Members of parliament from all parties are responsible for ensuring children avoid the cycle of crime says child protection body PeakCare Queensland. Their comments come as public hearings into raising the age children can be held responsible for criminal offences begins today. The Queensland parliamentary inquiry is looking at raising the age from 10 to 14.
“Those who made submissions to the committee supporting raising the age of criminal responsibility creates a formidable list whose opinions must not be ignored,” says PeakCare Queensland Executive Director Lindsay Wegener.
“PeakCare joins the chorus calling for change following 76 submissions lodged with the Committee – 75 support raising the age with the position of the 76th unknown. PeakCare’s own submission to the Parliamentary Committee strongly encourages it to look at the overwhelming evidence supporting the age being raised to 14 and the paucity of credible evidence supporting it being retained at 10,” says Lindsay.
As well as being Executive Director of PeakCare Queensland, Lindsay Wegener has previously managed a youth detention centre and served as a director of the state’s youth detention centres.
“At best, the introduction of children at such a vulnerable age to the criminal justice system achieves nothing,” says Lindsay. “At worst, it can do them irreparable harm and rapidly accelerates the likelihood of them graduating to a lifetime of crime.

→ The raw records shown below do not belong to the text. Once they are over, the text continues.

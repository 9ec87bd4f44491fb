//! Metric snapshot and value bounds.

use serde::{Deserialize, Serialize};

/// One of the five overlay metrics.
#[derive(Debug, Clone, Copy, PartialEq, Eq, Hash, Serialize, Deserialize)]
#[serde(rename_all = "lowercase")]
pub enum MetricKind {
    Fps,
    Cpu,
    Gpu,
    Temp,
    Ram,
}

impl MetricKind {
    pub const ALL: [MetricKind; 5] = [
        MetricKind::Fps,
        MetricKind::Cpu,
        MetricKind::Gpu,
        MetricKind::Temp,
        MetricKind::Ram,
    ];

    pub fn label(&self) -> &'static str {
        match self {
            MetricKind::Fps => "fps",
            MetricKind::Cpu => "cpu",
            MetricKind::Gpu => "gpu",
            MetricKind::Temp => "temp",
            MetricKind::Ram => "ram",
        }
    }

    /// Plausible device range for this metric.
    pub fn bounds(&self) -> MetricBounds {
        match self {
            MetricKind::Fps => MetricBounds::new(0.0, 240.0),
            MetricKind::Cpu | MetricKind::Gpu | MetricKind::Ram => MetricBounds::new(0.0, 100.0),
            MetricKind::Temp => MetricBounds::new(-20.0, 120.0),
        }
    }
}

impl std::fmt::Display for MetricKind {
    fn fmt(&self, f: &mut std::fmt::Formatter<'_>) -> std::fmt::Result {
        write!(f, "{}", self.label())
    }
}

/// Inclusive range a metric value is clamped into.
#[derive(Debug, Clone, Copy, PartialEq)]
pub struct MetricBounds {
    pub min: f64,
    pub max: f64,
}

impl MetricBounds {
    pub const fn new(min: f64, max: f64) -> Self {
        Self { min, max }
    }

    pub fn contains(&self, value: f64) -> bool {
        value >= self.min && value <= self.max
    }

    /// Clamp into range. NaN collapses to `min`.
    pub fn clamp(&self, value: f64) -> f64 {
        if value.is_nan() {
            return self.min;
        }
        value.clamp(self.min, self.max)
    }
}

/// Raw values produced by a source, before clamping.
#[derive(Debug, Clone, Copy, PartialEq, Serialize, Deserialize)]
pub struct MetricReading {
    pub fps: f64,
    pub cpu: f64,
    pub gpu: f64,
    pub temp: f64,
    pub ram: f64,
}

impl Default for MetricReading {
    /// Values shown before the first tick lands.
    fn default() -> Self {
        Self {
            fps: 60.0,
            cpu: 30.0,
            gpu: 25.0,
            temp: 45.0,
            ram: 60.0,
        }
    }
}

impl MetricReading {
    pub fn get(&self, kind: MetricKind) -> f64 {
        match kind {
            MetricKind::Fps => self.fps,
            MetricKind::Cpu => self.cpu,
            MetricKind::Gpu => self.gpu,
            MetricKind::Temp => self.temp,
            MetricKind::Ram => self.ram,
        }
    }

    pub fn set(&mut self, kind: MetricKind, value: f64) {
        match kind {
            MetricKind::Fps => self.fps = value,
            MetricKind::Cpu => self.cpu = value,
            MetricKind::Gpu => self.gpu = value,
            MetricKind::Temp => self.temp = value,
            MetricKind::Ram => self.ram = value,
        }
    }
}

/// One timestamped reading, every field within its bounds.
///
/// Fields are private so a snapshot can only be built through
/// [`MetricSnapshot::from_reading`], which clamps.
#[derive(Debug, Clone, Copy, PartialEq, Serialize)]
#[serde(rename_all = "camelCase")]
pub struct MetricSnapshot {
    seq: u64,
    timestamp_ms: i64,
    fps: f64,
    cpu: f64,
    gpu: f64,
    temp: f64,
    ram: f64,
}

impl MetricSnapshot {
    pub fn from_reading(seq: u64, reading: MetricReading) -> Self {
        Self::with_timestamp(seq, chrono::Utc::now().timestamp_millis(), reading)
    }

    pub fn with_timestamp(seq: u64, timestamp_ms: i64, reading: MetricReading) -> Self {
        let mut clamped = reading;
        for kind in MetricKind::ALL {
            let raw = reading.get(kind);
            let value = kind.bounds().clamp(raw);
            if value != raw {
                tracing::debug!(metric = %kind, raw, clamped = value, "metric out of bounds");
            }
            clamped.set(kind, value);
        }

        Self {
            seq,
            timestamp_ms,
            fps: clamped.fps,
            cpu: clamped.cpu,
            gpu: clamped.gpu,
            temp: clamped.temp,
            ram: clamped.ram,
        }
    }

    pub fn seq(&self) -> u64 {
        self.seq
    }

    pub fn timestamp_ms(&self) -> i64 {
        self.timestamp_ms
    }

    pub fn fps(&self) -> f64 {
        self.fps
    }

    pub fn cpu(&self) -> f64 {
        self.cpu
    }

    pub fn gpu(&self) -> f64 {
        self.gpu
    }

    pub fn temp(&self) -> f64 {
        self.temp
    }

    pub fn ram(&self) -> f64 {
        self.ram
    }

    pub fn get(&self, kind: MetricKind) -> f64 {
        match kind {
            MetricKind::Fps => self.fps,
            MetricKind::Cpu => self.cpu,
            MetricKind::Gpu => self.gpu,
            MetricKind::Temp => self.temp,
            MetricKind::Ram => self.ram,
        }
    }

    pub fn reading(&self) -> MetricReading {
        MetricReading {
            fps: self.fps,
            cpu: self.cpu,
            gpu: self.gpu,
            temp: self.temp,
            ram: self.ram,
        }
    }

    /// True when every field lies within its declared bound.
    pub fn is_within_bounds(&self) -> bool {
        MetricKind::ALL
            .iter()
            .all(|kind| kind.bounds().contains(self.get(*kind)))
    }
}

#[cfg(test)]
mod tests {
    use super::*;

    #[test]
    fn test_snapshot_clamps_out_of_range() {
        let reading = MetricReading {
            fps: 500.0,
            cpu: -5.0,
            gpu: 150.0,
            temp: 400.0,
            ram: f64::NAN,
        };
        let snapshot = MetricSnapshot::with_timestamp(1, 0, reading);

        assert_eq!(snapshot.fps(), 240.0);
        assert_eq!(snapshot.cpu(), 0.0);
        assert_eq!(snapshot.gpu(), 100.0);
        assert_eq!(snapshot.temp(), 120.0);
        assert_eq!(snapshot.ram(), 0.0);
        assert!(snapshot.is_within_bounds());
    }

    #[test]
    fn test_snapshot_keeps_in_range_values() {
        let reading = MetricReading::default();
        let snapshot = MetricSnapshot::with_timestamp(7, 1234, reading);
        assert_eq!(snapshot.reading(), reading);
        assert_eq!(snapshot.seq(), 7);
        assert_eq!(snapshot.timestamp_ms(), 1234);
    }

    #[test]
    fn test_infinities_clamp_to_nearest_bound() {
        let bounds = MetricKind::Temp.bounds();
        assert_eq!(bounds.clamp(f64::NEG_INFINITY), -20.0);
        assert_eq!(bounds.clamp(f64::INFINITY), 120.0);
    }

    #[test]
    fn test_snapshot_serializes_camel_case() {
        let snapshot = MetricSnapshot::with_timestamp(3, 99, MetricReading::default());
        let json = serde_json::to_value(snapshot).unwrap();
        assert_eq!(json["timestampMs"], 99);
        assert_eq!(json["fps"], 60.0);
    }
}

“Those who have been the victims of offences committed by children expect and deserve much more than a response that simply places children on a conveyor belt into the adult criminal justice system.
“If the Committee recommends the age of criminal responsibility be retained at its current level, it must detail contemporary peer-reviewed evidence used to inform this position as we have not been able to find any,” says Lindsay.
Legal experts such as the Queensland Law Society, advocacy groups such as Amnesty International, specialist psychiatric and medical experts such as the Royal Australian and New Zealand College of Psychiatrists as well as researchers and academics such as the Griffith Criminology Institute have made submissions supporting raising the age to 14.
“Very importantly, the list of organisations supporting raising the age includes entities established by the Government itself to provide fearless and frank advice,” says Lindsay. “This includes the Queensland Family and Child Commission, Queensland Human Rights Commission, Queensland Mental Health Commission and Office of the Public Guardian
“This must be regarded as a measure of the integrity of processes used by the Parliament to reach decisions about new laws. When the lives of children and the safety of the community are at stake, we should expect nothing less than the highest level of integrity being applied to the determination of these laws.
“All members of the Parliamentary Committee irrespective of the political party to which they belong share the responsibility to make a decision that is in the best interests of children and young people in Queensland,” says Lindsay.